Still, the final rule—even watered-down—will likely dampen the growing momentum in ESG investing in the U.S., placing it at a disadvantage to its peers abroad. At NEPC, we believe ESG factors influence a company’s success and its investment value and, therefore, have a material impact on risk-return. As a result, investors, now daunted by the prospect of integrating ESG considerations into their investment process, may be forgoing the potential for better outcomes. That said, we ask the retirement community to be patient as the shift from a Trump to Biden administration could change the course of the Labor Department. The ESG community will be watching closely to see if this final rule is overturned or revised.

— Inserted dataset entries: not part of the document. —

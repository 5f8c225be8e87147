use anyhow::{Context, Result};
use clap::{Parser, Subcommand};
use plywood::selfplay::{generate_games, write_jsonl, SelfPlayParams};
use plywood::uci::{uci_score, UciEngine};
use plywood::{EngineConfig, Position, Searcher};
use std::fs::File;
use std::io::{self, BufWriter};
use std::path::PathBuf;

#[derive(Parser, Debug)]
#[command(name = "plywood", author, version, about = "Fixed-depth alpha-beta chess engine", long_about = None)]
struct Cli {
    /// JSON file overriding evaluation and search settings
    #[arg(long, global = true)]
    config: Option<PathBuf>,

    #[command(subcommand)]
    command: Option<Command>,
}

#[derive(Subcommand, Debug)]
enum Command {
    /// Speak UCI on stdin/stdout (default)
    Uci,
    /// Print the best move for a position
    Best {
        /// FEN string or "startpos"
        #[arg(long, default_value = "startpos")]
        fen: String,
        #[arg(long, default_value_t = 3)]
        depth: u32,
        /// UCI moves to play from the FEN first
        #[arg(long, num_args = 0..)]
        moves: Vec<String>,
    },
    /// Play engine (or random) games and write them as JSONL
    Selfplay {
        #[arg(long, default_value_t = 1)]
        games: usize,
        #[arg(long, default_value_t = 200)]
        max_plies: usize,
        #[arg(long, default_value_t = 2)]
        depth: u32,
        #[arg(long, default_value_t = 0)]
        seed: u64,
        /// Pick uniformly random moves instead of searching
        #[arg(long)]
        random: bool,
        /// FEN/EPD file of start positions
        #[arg(long)]
        openings: Option<PathBuf>,
        /// Output file (stdout when omitted)
        #[arg(long)]
        out: Option<PathBuf>,
    },
}

fn load_config(path: Option<&PathBuf>) -> Result<EngineConfig> {
    match path {
        Some(p) => EngineConfig::from_json_file(p).with_context(|| format!("loading config {}", p.display())),
        None => Ok(EngineConfig::default()),
    }
}

fn main() -> Result<()> {
    env_logger::init();
    let cli = Cli::parse();
    let config = load_config(cli.config.as_ref())?;

    match cli.command.unwrap_or(Command::Uci) {
        Command::Uci => {
            let mut engine = UciEngine::new(config);
            engine.run_loop()?;
        }
        Command::Best { fen, depth, moves } => {
            let mut pos = if fen == "startpos" {
                Position::set_from_start_and_moves(&moves)?
            } else {
                let mut pos = Position::from_fen(&fen)?;
                for m in &moves {
                    pos.make_move_uci(m)?;
                }
                pos
            };
            let mut searcher = Searcher::new(config);
            let res = searcher.search(&mut pos, depth);
            match res.best_move {
                Some(mv) => println!("bestmove {mv} white {} depth {} nodes {}", uci_score(res.score), res.depth, res.nodes),
                None => println!("bestmove 0000 ({:?})", pos.status()),
            }
        }
        Command::Selfplay { games, max_plies, depth, seed, random, openings, out } => {
            let params = SelfPlayParams {
                games,
                max_plies,
                use_engine: !random,
                depth,
                seed,
                config,
                openings_path: openings,
            };
            let records = generate_games(&params)?;
            match out {
                Some(path) => {
                    let f = File::create(&path).with_context(|| format!("creating {}", path.display()))?;
                    write_jsonl(&records, BufWriter::new(f))?;
                }
                None => write_jsonl(&records, io::stdout().lock())?,
            }
        }
    }
    Ok(())
}
//! 共通ユーティリティ（パーセントデコード、クエリ解析、値の検証、環境変数）

use std::collections::HashMap;
use std::env;

use log::warn;

use crate::error::Error;

/// アップロード全体の既定上限（5MB）
const DEFAULT_MAX_BODY_SIZE: usize = 5 * 1024 * 1024;

/// パーセントエンコーディングを戻す（`+` はスペース）
///
/// 不完全なエスケープはそのまま残し、UTF-8として不正なバイト列は置換文字になる。
pub fn percent_decode(input: &str) -> String {
    let mut decoded = Vec::with_capacity(input.len());
    let mut bytes = input.as_bytes().iter();
    while let Some(&byte) = bytes.next() {
        match byte {
            b'+' => decoded.push(b' '),
            b'%' => {
                let rest = bytes.as_slice();
                match rest
                    .get(..2)
                    .filter(|hex| hex.iter().all(u8::is_ascii_hexdigit))
                    .and_then(|hex| std::str::from_utf8(hex).ok())
                    .and_then(|hex| u8::from_str_radix(hex, 16).ok())
                {
                    Some(value) => {
                        decoded.push(value);
                        bytes.nth(1);
                    }
                    None => decoded.push(b'%'),
                }
            }
            other => decoded.push(other),
        }
    }
    String::from_utf8_lossy(&decoded).into_owned()
}

/// `a=1&b=2` 形式のクエリ文字列をデコードしてマップにする（空のキーは捨てる）
pub fn parse_query_string(query_string: &str) -> HashMap<String, String> {
    query_string
        .split('&')
        .filter_map(|pair| {
            let (key, value) = pair.split_once('=').unwrap_or((pair, ""));
            (!key.is_empty()).then(|| (percent_decode(key), percent_decode(value)))
        })
        .collect()
}

/// アップロード全体の最大サイズ（`MVCBRIDGE_MAX_BODY_SIZE`、既定 5MB）
pub fn get_max_body_size() -> usize {
    env_usize("MVCBRIDGE_MAX_BODY_SIZE").unwrap_or(DEFAULT_MAX_BODY_SIZE)
}

/// 数値の環境変数を読む（未設定・不正値は `None`）
pub fn env_usize(name: &str) -> Option<usize> {
    let raw = env::var(name).ok()?;
    match raw.trim().parse::<usize>() {
        Ok(value) => Some(value),
        Err(e) => {
            warn!("Ignoring invalid value for {}: {:?} ({})", name, raw, e);
            None
        }
    }
}

/// ヘッダー値として安全か（制御文字とCR/LFを拒否）
pub fn is_header_value_valid(value: &str) -> bool {
    !value.chars().any(|c| c.is_control())
}

// RFC 6265 の token
fn is_cookie_name_valid(name: &str) -> bool {
    !name.is_empty()
        && name.bytes().all(|b| {
            b.is_ascii_graphic() && !b"()<>@,;:\\\"/[]?={}".contains(&b)
        })
}

// RFC 6265 の cookie-octet（空白、`"`、`,`、`;`、`\` を除く可視ASCII）
fn is_cookie_value_valid(value: &str) -> bool {
    value
        .bytes()
        .all(|b| b.is_ascii_graphic() && !matches!(b, b'"' | b',' | b';' | b'\\'))
}

/// クッキーの名前と値を検証
pub fn validate_cookie_pair(name: &str, value: &str) -> Result<(), Error> {
    if !is_cookie_name_valid(name) {
        return Err(Error::InvalidCookie(format!("invalid cookie name {:?}", name)));
    }
    if !is_cookie_value_valid(value) {
        return Err(Error::InvalidCookie(format!("invalid value for cookie '{}'", name)));
    }
    Ok(())
}
//! ハンドラー呼び出しの前後に差し込むインターセプター

pub mod chain;

use std::sync::Arc;

use async_trait::async_trait;

use crate::common::{Request, Response};
use crate::error::Error;
use crate::handler::{Handler, ModelAndView, PathPattern};

pub use self::chain::ExecutionChain;

/// インターセプターの特性
///
/// フックは1リクエストのタスク内で順番に await される。
/// リクエスト単位の状態を持つ場合は実装側で同期を取ること。
#[async_trait]
pub trait HandlerInterceptor: Send + Sync {
    /// ハンドラー呼び出し前。`Ok(false)` で以降の処理を打ち切る
    async fn pre_handle(
        &self,
        _req: &mut Request,
        _res: &mut Response,
        _handler: &Handler,
    ) -> Result<bool, Error> {
        Ok(true)
    }

    /// ハンドラーが正常終了した後（ビュー描画前）
    async fn post_handle(
        &self,
        _req: &mut Request,
        _res: &mut Response,
        _handler: &Handler,
        _model_and_view: Option<&mut ModelAndView>,
    ) -> Result<(), Error> {
        Ok(())
    }

    /// pre_handle に入ったインターセプターに対して、結果にかかわらず必ず呼ばれる
    async fn after_completion(
        &self,
        _req: &mut Request,
        _res: &mut Response,
        _handler: &Handler,
        _error: Option<&Error>,
    ) -> Result<(), Error> {
        Ok(())
    }

    /// ログ用の名前
    fn name(&self) -> &str {
        std::any::type_name::<Self>()
    }
}

/// パスの包含・除外パターンで適用範囲を絞ったインターセプター
#[derive(Clone)]
pub struct MappedInterceptor {
    includes: Vec<PathPattern>,
    excludes: Vec<PathPattern>,
    interceptor: Arc<dyn HandlerInterceptor>,
}

impl MappedInterceptor {
    /// 全パスに適用されるインターセプター
    pub fn new<I: HandlerInterceptor + 'static>(interceptor: I) -> Self {
        Self::from_arc(Arc::new(interceptor))
    }

    pub fn from_arc(interceptor: Arc<dyn HandlerInterceptor>) -> Self {
        Self {
            includes: Vec::new(),
            excludes: Vec::new(),
            interceptor,
        }
    }

    /// 適用するパスパターンを追加
    pub fn include(mut self, pattern: &str) -> Result<Self, Error> {
        self.includes.push(PathPattern::new(pattern)?);
        Ok(self)
    }

    /// 除外するパスパターンを追加
    pub fn exclude(mut self, pattern: &str) -> Result<Self, Error> {
        self.excludes.push(PathPattern::new(pattern)?);
        Ok(self)
    }

    /// 指定パスに適用されるか（除外が優先、包含が空なら全パス）
    pub fn matches(&self, path: &str) -> bool {
        if self.excludes.iter().any(|p| p.matches(path)) {
            return false;
        }
        self.includes.is_empty() || self.includes.iter().any(|p| p.matches(path))
    }

    pub fn interceptor(&self) -> &Arc<dyn HandlerInterceptor> {
        &self.interceptor
    }
}
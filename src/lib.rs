//! MvcBridge: ハンドラー解決とリクエストディスパッチのための軽量フレームワーク
//!
//! 優先度付きのマッピング戦略でリクエストを1つのハンドラーに対応づけ、
//! インターセプターで前後処理を挟み、アダプター経由で呼び出す。
//! ロケールとマルチパートの解決もここで扱う。

pub mod adapter;
pub mod common;
pub mod dispatch;
pub mod error;
pub mod handler;
pub mod interceptor;
pub mod locale;
pub mod mapping;
pub mod multipart;

pub use adapter::{AdapterRegistry, HandlerAdapter};
pub use common::{Attribute, Cookie, Method, Request, RequestContext, Response};
pub use dispatch::{DispatchOutcome, MvcBridge, MvcBridgeBuilder};
pub use error::{Error, MultipartError};
pub use handler::{Handler, ModelAndView};
pub use interceptor::{ExecutionChain, HandlerInterceptor, MappedInterceptor};
pub use locale::{Locale, LocaleResolver};
pub use mapping::{HandlerMapping, HandlerRegistry};
pub use multipart::{MultipartResolver, MultipartState};
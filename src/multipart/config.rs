use std::env;
use std::path::{Path, PathBuf};

use crate::common::utils::{env_usize, get_max_body_size};

/// ファイルパートをメモリに保持する上限の既定値（これを超えると一時ファイルへ書き出す）
pub const DEFAULT_FILE_SIZE_THRESHOLD: usize = 10 * 1024;

/// マルチパート解析の設定
///
/// 環境変数からの読み込み:
/// - `MVCBRIDGE_MAX_BODY_SIZE`: アップロード全体の上限（既定 5MB）
/// - `MVCBRIDGE_MAX_FILE_SIZE`: パート単位の上限（既定なし）
/// - `MVCBRIDGE_FILE_SIZE_THRESHOLD`: 一時ファイルに書き出す閾値（既定 10KiB）
/// - `MVCBRIDGE_UPLOAD_TEMP_DIR`: 一時ファイルの置き場所（既定はOSの一時ディレクトリ）
#[derive(Debug, Clone)]
pub struct MultipartConfig {
    max_upload_size: u64,
    max_file_size: Option<u64>,
    file_size_threshold: usize,
    temp_dir: Option<PathBuf>,
    strict: bool,
}

impl Default for MultipartConfig {
    fn default() -> Self {
        Self {
            max_upload_size: 5 * 1024 * 1024,
            max_file_size: None,
            file_size_threshold: DEFAULT_FILE_SIZE_THRESHOLD,
            temp_dir: None,
            strict: false,
        }
    }
}

impl MultipartConfig {
    pub fn new() -> Self {
        Self::default()
    }

    /// 環境変数から設定を読む（未設定の項目は既定値）
    pub fn from_env() -> Self {
        let mut config = Self::default().with_max_upload_size(get_max_body_size() as u64);
        if let Some(limit) = env_usize("MVCBRIDGE_MAX_FILE_SIZE") {
            config = config.with_max_file_size(limit as u64);
        }
        if let Some(threshold) = env_usize("MVCBRIDGE_FILE_SIZE_THRESHOLD") {
            config = config.with_file_size_threshold(threshold);
        }
        if let Ok(dir) = env::var("MVCBRIDGE_UPLOAD_TEMP_DIR") {
            if !dir.trim().is_empty() {
                config = config.with_temp_dir(dir.trim());
            }
        }
        config
    }

    pub fn with_max_upload_size(mut self, limit: u64) -> Self {
        self.max_upload_size = limit;
        self
    }

    pub fn with_max_file_size(mut self, limit: u64) -> Self {
        self.max_file_size = Some(limit);
        self
    }

    pub fn with_file_size_threshold(mut self, threshold: usize) -> Self {
        self.file_size_threshold = threshold;
        self
    }

    pub fn with_temp_dir(mut self, dir: impl Into<PathBuf>) -> Self {
        self.temp_dir = Some(dir.into());
        self
    }

    /// `multipart/form-data` だけをマルチパートとみなす
    pub fn strict(mut self, strict: bool) -> Self {
        self.strict = strict;
        self
    }

    pub fn max_upload_size(&self) -> u64 {
        self.max_upload_size
    }

    pub fn max_file_size(&self) -> Option<u64> {
        self.max_file_size
    }

    pub fn file_size_threshold(&self) -> usize {
        self.file_size_threshold
    }

    pub fn temp_dir(&self) -> Option<&Path> {
        self.temp_dir.as_deref()
    }

    pub fn is_strict(&self) -> bool {
        self.strict
    }
}
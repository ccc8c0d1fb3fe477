//! multer による標準のマルチパートリゾルバー

use std::collections::HashMap;
use std::io;

use async_trait::async_trait;
use bytes::{Bytes, BytesMut};
use futures::stream;
use log::{debug, info, trace};
use multer::{Constraints, Multipart, SizeLimit};
use tempfile::NamedTempFile;
use tokio::fs::File;
use tokio::io::AsyncWriteExt;

use crate::common::Request;
use crate::error::{Error, MultipartError};

use super::config::MultipartConfig;
use super::parts::{MultipartFile, MultipartParts};
use super::request::MultipartRequest;
use super::MultipartResolver;

/// `multipart/*` リクエストをボディ全体から解析するリゾルバー
///
/// ファイルパートは閾値を超えた時点で一時ファイルへ書き出す。
/// 解析に成功するとリクエストのボディは消費され、`None` になる。
#[derive(Debug, Clone, Default)]
pub struct StandardMultipartResolver {
    config: MultipartConfig,
}

impl StandardMultipartResolver {
    pub fn new(config: MultipartConfig) -> Self {
        Self { config }
    }

    /// 環境変数の設定で作成
    pub fn from_env() -> Self {
        Self::new(MultipartConfig::from_env())
    }

    pub fn config(&self) -> &MultipartConfig {
        &self.config
    }

    fn constraints(&self) -> Constraints {
        let mut limit = SizeLimit::new().whole_stream(self.config.max_upload_size());
        if let Some(per_file) = self.config.max_file_size() {
            limit = limit.per_field(per_file);
        }
        Constraints::new().size_limit(limit)
    }

    // 作成はブロッキングI/Oなので専用スレッドで行う
    async fn create_temp_file(&self) -> Result<(NamedTempFile, File), MultipartError> {
        let temp_dir = self.config.temp_dir().map(|dir| dir.to_path_buf());
        let file = tokio::task::spawn_blocking(move || {
            let mut builder = tempfile::Builder::new();
            builder.prefix("mvcbridge-upload-");
            match temp_dir {
                Some(dir) => builder.tempfile_in(dir),
                None => builder.tempfile(),
            }
        })
        .await
        .map_err(|e| io::Error::new(io::ErrorKind::Other, e))??;
        let writer = File::from_std(file.as_file().try_clone()?);
        Ok((file, writer))
    }

    async fn read_file_part(
        &self,
        mut field: multer::Field<'_>,
        name: String,
        original_filename: Option<String>,
        content_type: Option<String>,
    ) -> Result<MultipartFile, MultipartError> {
        let threshold = self.config.file_size_threshold();
        let mut buffer = BytesMut::new();
        let mut spilled: Option<(NamedTempFile, File)> = None;
        let mut size: u64 = 0;

        while let Some(chunk) = field.chunk().await? {
            size += chunk.len() as u64;
            match spilled.as_mut() {
                Some((_, writer)) => writer.write_all(&chunk).await?,
                None => {
                    buffer.extend_from_slice(&chunk);
                    if buffer.len() > threshold {
                        let (file, mut writer) = self.create_temp_file().await?;
                        writer.write_all(&buffer).await?;
                        trace!("Part '{}' exceeded {} bytes, spilled to {}", name, threshold, file.path().display());
                        buffer.clear();
                        spilled = Some((file, writer));
                    }
                }
            }
        }

        Ok(match spilled {
            Some((file, mut writer)) => {
                writer.flush().await?;
                MultipartFile::on_disk(name, original_filename, content_type, file, size)
            }
            None => MultipartFile::in_memory(name, original_filename, content_type, buffer.freeze()),
        })
    }

    async fn parse(&self, content_type: &str, body: Vec<u8>) -> Result<MultipartParts, MultipartError> {
        let boundary = multer::parse_boundary(content_type)?;

        let limit = self.config.max_upload_size();
        if body.len() as u64 > limit {
            return Err(MultipartError::MaxUploadSizeExceeded { limit });
        }

        let body = Bytes::from(body);
        let stream = stream::once(async move { Ok::<Bytes, std::io::Error>(body) });
        let mut multipart = Multipart::with_constraints(stream, boundary, self.constraints());

        let mut files: HashMap<String, Vec<MultipartFile>> = HashMap::new();
        let mut fields: HashMap<String, Vec<String>> = HashMap::new();

        while let Some(field) = multipart.next_field().await? {
            let name = field.name().unwrap_or_default().to_string();
            match field.file_name().map(str::to_string) {
                Some(original_filename) => {
                    let content_type = field.content_type().map(|mime| mime.to_string());
                    let file = self
                        .read_file_part(field, name.clone(), Some(original_filename), content_type)
                        .await?;
                    files.entry(name).or_default().push(file);
                }
                None => {
                    let value = field.text().await?;
                    fields.entry(name).or_default().push(value);
                }
            }
        }

        Ok(MultipartParts::new(files, fields))
    }
}

#[async_trait]
impl MultipartResolver for StandardMultipartResolver {
    fn is_multipart(&self, req: &Request) -> bool {
        let content_type = match req.content_type() {
            Some(ct) => ct.trim_start().to_ascii_lowercase(),
            None => return false,
        };
        if self.config.is_strict() {
            content_type.starts_with("multipart/form-data")
        } else {
            content_type.starts_with("multipart/")
        }
    }

    async fn resolve_multipart(&self, mut req: Request) -> Result<MultipartRequest, Error> {
        if !self.is_multipart(&req) {
            let content_type = req.content_type().unwrap_or("none").to_string();
            return Err(MultipartError::NotMultipart(content_type).into());
        }
        let content_type = req.content_type().unwrap_or_default().to_string();
        let body = req.body.take().unwrap_or_default();
        let body_len = body.len();

        let parts = self.parse(&content_type, body).await?;
        info!(
            "Parsed multipart request {} {} ({} bytes, {} temp files)",
            req.method,
            req.path,
            body_len,
            parts.temp_file_count()
        );
        debug!(
            "Multipart fields: {:?}, files: {:?}",
            parts.parameter_names().collect::<Vec<_>>(),
            parts.file_names().collect::<Vec<_>>()
        );
        Ok(MultipartRequest::new(req, parts))
    }
}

As it stands now, the rule will go into effect 60 days after publication in the Federal Register; however, plans, if needed, can make changes to Qualified Default Investment Alternatives, or QDIAs, until April 30, 2022.

The final rule comes on the heels of a resounding outcry against the DOL’s proposal that was published on June 23. In a 30-day comment period that ended in July, critics, including NEPC, institutional investors and investment managers, said the DOL’s stance on ESG investing—ranging from requiring additional paperwork and processes to stricter parameters for the selection process—would discourage fiduciaries from adopting and implementing ESG investments in ERISA plans. These admonishments come at a time when plan participants are increasingly demanding investment choices that provide returns alongside ESG integration. In 2020, inflows into domestic sustainable funds, which include ESG investments, totaled $20.9 billion through the first half of  the year, and will likely exceed 2019’s record inflows of $21.4 billion, according to data from Morningstar; still, the United States lags Europe, where investors poured a record $135 billion into sustainable investments last year. Further, regulators in Europe have taken an entirely different approach: Rather than attempting to limit the advancement of ESG investing, the European Union is poised to require investment managers and pension plans to set standards for disclosure of ESG risks and requirements for such disclosures. 

We believe by incorporating ESG factors that traditional financial analyses may overlook, prospective investors can get a clearer picture of the true risks and and opportunities of an investment. ESG analysis can help identify and avoid short-term risks and, as a result, enhance long-term performance. For instance, a deep dive into ESG factors could have foreshadowed the troubles at credit bureau Equifax when its data on over 145 million Americans was breached in 2017. A better understanding of how companies and investment products incorporate ESG factors can help you make investment decisions that are not only profitable, but also sustainable.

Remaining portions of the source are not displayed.